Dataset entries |
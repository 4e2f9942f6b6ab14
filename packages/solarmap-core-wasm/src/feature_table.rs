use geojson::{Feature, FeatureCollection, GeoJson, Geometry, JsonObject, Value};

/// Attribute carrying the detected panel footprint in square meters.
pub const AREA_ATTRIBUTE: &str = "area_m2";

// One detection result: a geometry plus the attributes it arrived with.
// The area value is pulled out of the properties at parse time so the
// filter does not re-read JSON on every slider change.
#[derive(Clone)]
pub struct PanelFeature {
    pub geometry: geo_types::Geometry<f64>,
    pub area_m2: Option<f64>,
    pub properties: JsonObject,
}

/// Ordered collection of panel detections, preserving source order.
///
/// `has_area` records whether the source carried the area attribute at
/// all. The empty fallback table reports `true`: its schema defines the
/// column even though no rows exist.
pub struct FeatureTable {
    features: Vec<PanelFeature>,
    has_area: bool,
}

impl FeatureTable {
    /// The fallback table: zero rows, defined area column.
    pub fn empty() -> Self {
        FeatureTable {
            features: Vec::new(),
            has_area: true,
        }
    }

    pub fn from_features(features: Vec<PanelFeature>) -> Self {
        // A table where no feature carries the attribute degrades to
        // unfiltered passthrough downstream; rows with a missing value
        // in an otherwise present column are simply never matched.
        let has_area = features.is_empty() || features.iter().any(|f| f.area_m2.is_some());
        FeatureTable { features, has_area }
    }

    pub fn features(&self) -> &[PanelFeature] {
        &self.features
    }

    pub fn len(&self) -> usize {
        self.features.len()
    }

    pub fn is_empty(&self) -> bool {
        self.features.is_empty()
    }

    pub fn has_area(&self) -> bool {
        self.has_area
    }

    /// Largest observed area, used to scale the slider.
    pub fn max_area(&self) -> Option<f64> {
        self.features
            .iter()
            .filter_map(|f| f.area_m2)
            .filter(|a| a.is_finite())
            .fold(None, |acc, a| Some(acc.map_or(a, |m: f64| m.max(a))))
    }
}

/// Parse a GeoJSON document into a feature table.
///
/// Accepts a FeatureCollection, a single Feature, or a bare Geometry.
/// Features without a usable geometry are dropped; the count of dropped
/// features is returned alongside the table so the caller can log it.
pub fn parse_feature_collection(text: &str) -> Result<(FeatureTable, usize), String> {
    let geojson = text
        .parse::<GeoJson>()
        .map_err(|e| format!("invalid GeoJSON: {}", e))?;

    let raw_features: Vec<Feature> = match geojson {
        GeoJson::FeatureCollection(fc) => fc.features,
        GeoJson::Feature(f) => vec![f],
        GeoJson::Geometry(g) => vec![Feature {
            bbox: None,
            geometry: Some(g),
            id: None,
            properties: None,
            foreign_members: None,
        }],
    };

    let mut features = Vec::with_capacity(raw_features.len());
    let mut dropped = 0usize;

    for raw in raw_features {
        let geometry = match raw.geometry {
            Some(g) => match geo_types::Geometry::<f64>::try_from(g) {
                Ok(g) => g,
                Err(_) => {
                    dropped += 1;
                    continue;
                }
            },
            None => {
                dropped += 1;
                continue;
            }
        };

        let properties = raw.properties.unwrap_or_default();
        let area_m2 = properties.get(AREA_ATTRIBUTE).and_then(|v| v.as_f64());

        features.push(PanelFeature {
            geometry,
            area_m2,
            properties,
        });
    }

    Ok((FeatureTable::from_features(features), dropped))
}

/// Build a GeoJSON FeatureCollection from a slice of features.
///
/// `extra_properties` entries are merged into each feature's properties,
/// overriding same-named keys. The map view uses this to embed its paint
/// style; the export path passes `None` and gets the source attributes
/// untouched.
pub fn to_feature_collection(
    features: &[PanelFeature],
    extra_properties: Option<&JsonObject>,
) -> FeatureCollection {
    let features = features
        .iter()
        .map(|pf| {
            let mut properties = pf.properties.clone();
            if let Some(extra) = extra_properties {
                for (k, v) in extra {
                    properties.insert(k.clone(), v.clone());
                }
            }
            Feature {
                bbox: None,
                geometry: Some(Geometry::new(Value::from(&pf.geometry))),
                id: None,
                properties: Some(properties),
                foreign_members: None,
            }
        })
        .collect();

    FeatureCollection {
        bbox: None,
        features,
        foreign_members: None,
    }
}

Task goal |
Write out each entry above exactly as it is written.

Response to this exercise |
repository 4e2f9942f6b6ab14
filename packages/solarmap-core-wasm/src/feature_table.rs
use geojson::{Feature, FeatureCollection, GeoJson, Geometry, JsonObject, Value};

/// Attribute carrying the detected panel footprint in square meters.
pub const AREA_ATTRIBUTE: &str = "area_m2";

// One detection result: a geometry plus the attributes it arrived with.
// The area value is pulled out of the properties at parse time so the
// filter does not re-read JSON on every slider change.
#[derive(Clone)]
pub struct PanelFeature {
    pub geometry: geo_types::Geometry<f64>,
    pub area_m2: Option<f64>,
    pub properties: JsonObject,
}

/// Ordered collection of panel detections, preserving source order.
///
/// `has_area` records whether the source carried the area attribute at
/// all. The empty fallback table reports `true`: its schema defines the
/// column even though no rows exist.
pub struct FeatureTable {
    features: Vec<PanelFeature>,
    has_area: bool,
}

impl FeatureTable {
    /// The fallback table: zero rows, defined area column.
    pub fn empty() -> Self {
        FeatureTable {
            features: Vec::new(),
            has_area: true,
        }
    }

    pub fn from_features(features: Vec<PanelFeature>) -> Self {
        // A table where no feature carries the attribute degrades to
        // unfiltered passthrough downstream; rows with a missing value
        // in an otherwise present column are simply never matched.
        let has_area = features.is_empty() || features.iter().any(|f| f.area_m2.is_some());
        FeatureTable { features, has_area }
    }

    pub fn features(&self) -> &[PanelFeature] {
        &self.features
    }

    pub fn len(&self) -> usize {
        self.features.len()
    }

    pub fn is_empty(&self) -> bool {
        self.features.is_empty()
    }

    pub fn has_area(&self) -> bool {
        self.has_area
    }

    /// Largest observed area, used to scale the slider.
    pub fn max_area(&self) -> Option<f64> {
        self.features
            .iter()
            .filter_map(|f| f.area_m2)
            .filter(|a| a.is_finite())
            .fold(None, |acc, a| Some(acc.map_or(a, |m: f64| m.max(a))))
    }
}

/// Parse a GeoJSON document into a feature table.
///
/// Accepts a FeatureCollection, a single Feature, or a bare Geometry.
/// Features without a usable geometry are dropped; the count of dropped
/// features is returned alongside the table so the caller can log it.
pub fn parse_feature_collection(text: &str) -> Result<(FeatureTable, usize), String> {
    let geojson = text
        .parse::<GeoJson>()
        .map_err(|e| format!("invalid GeoJSON: {}", e))?;

    let raw_features: Vec<Feature> = match geojson {
        GeoJson::FeatureCollection(fc) => fc.features,
        GeoJson::Feature(f) => vec![f],
        GeoJson::Geometry(g) => vec![Feature {
            bbox: None,
            geometry: Some(g),
            id: None,
            properties: None,
            foreign_members: None,
        }],
    };

    let mut features = Vec::with_capacity(raw_features.len());
    let mut dropped = 0usize;

    for raw in raw_features {
        let geometry = match raw.geometry {
            Some(g) => match geo_types::Geometry::<f64>::try_from(g) {
                Ok(g) => g,
                Err(_) => {
                    dropped += 1;
                    continue;
                }
            },
            None => {
                dropped += 1;
                continue;
            }
        };

        let properties = raw.properties.unwrap_or_default();
        let area_m2 = properties.get(AREA_ATTRIBUTE).and_then(|v| v.as_f64());

        features.push(PanelFeature {
            geometry,
            area_m2,
            properties,
        });
    }

    Ok((FeatureTable::from_features(features), dropped))
}

/// Build a GeoJSON FeatureCollection from a slice of features.
///
/// `extra_properties` entries are merged into each feature's properties,
/// overriding same-named keys. The map view uses this to embed its paint
/// style; the export path passes `None` and gets the source attributes
/// untouched.
pub fn to_feature_collection(
    features: &[PanelFeature],
    extra_properties: Option<&JsonObject>,
) -> FeatureCollection {
    let features = features
        .iter()
        .map(|pf| {
            let mut properties = pf.properties.clone();
            if let Some(extra) = extra_properties {
                for (k, v) in extra {
                    properties.insert(k.clone(), v.clone());
                }
            }
            Feature {
                bbox: None,
                geometry: Some(Geometry::new(Value::from(&pf.geometry))),
                id: None,
                properties: Some(properties),
                foreign_members: None,
            }
        })
        .collect();

    FeatureCollection {
        bbox: None,
        features,
        foreign_members: None,
    }
}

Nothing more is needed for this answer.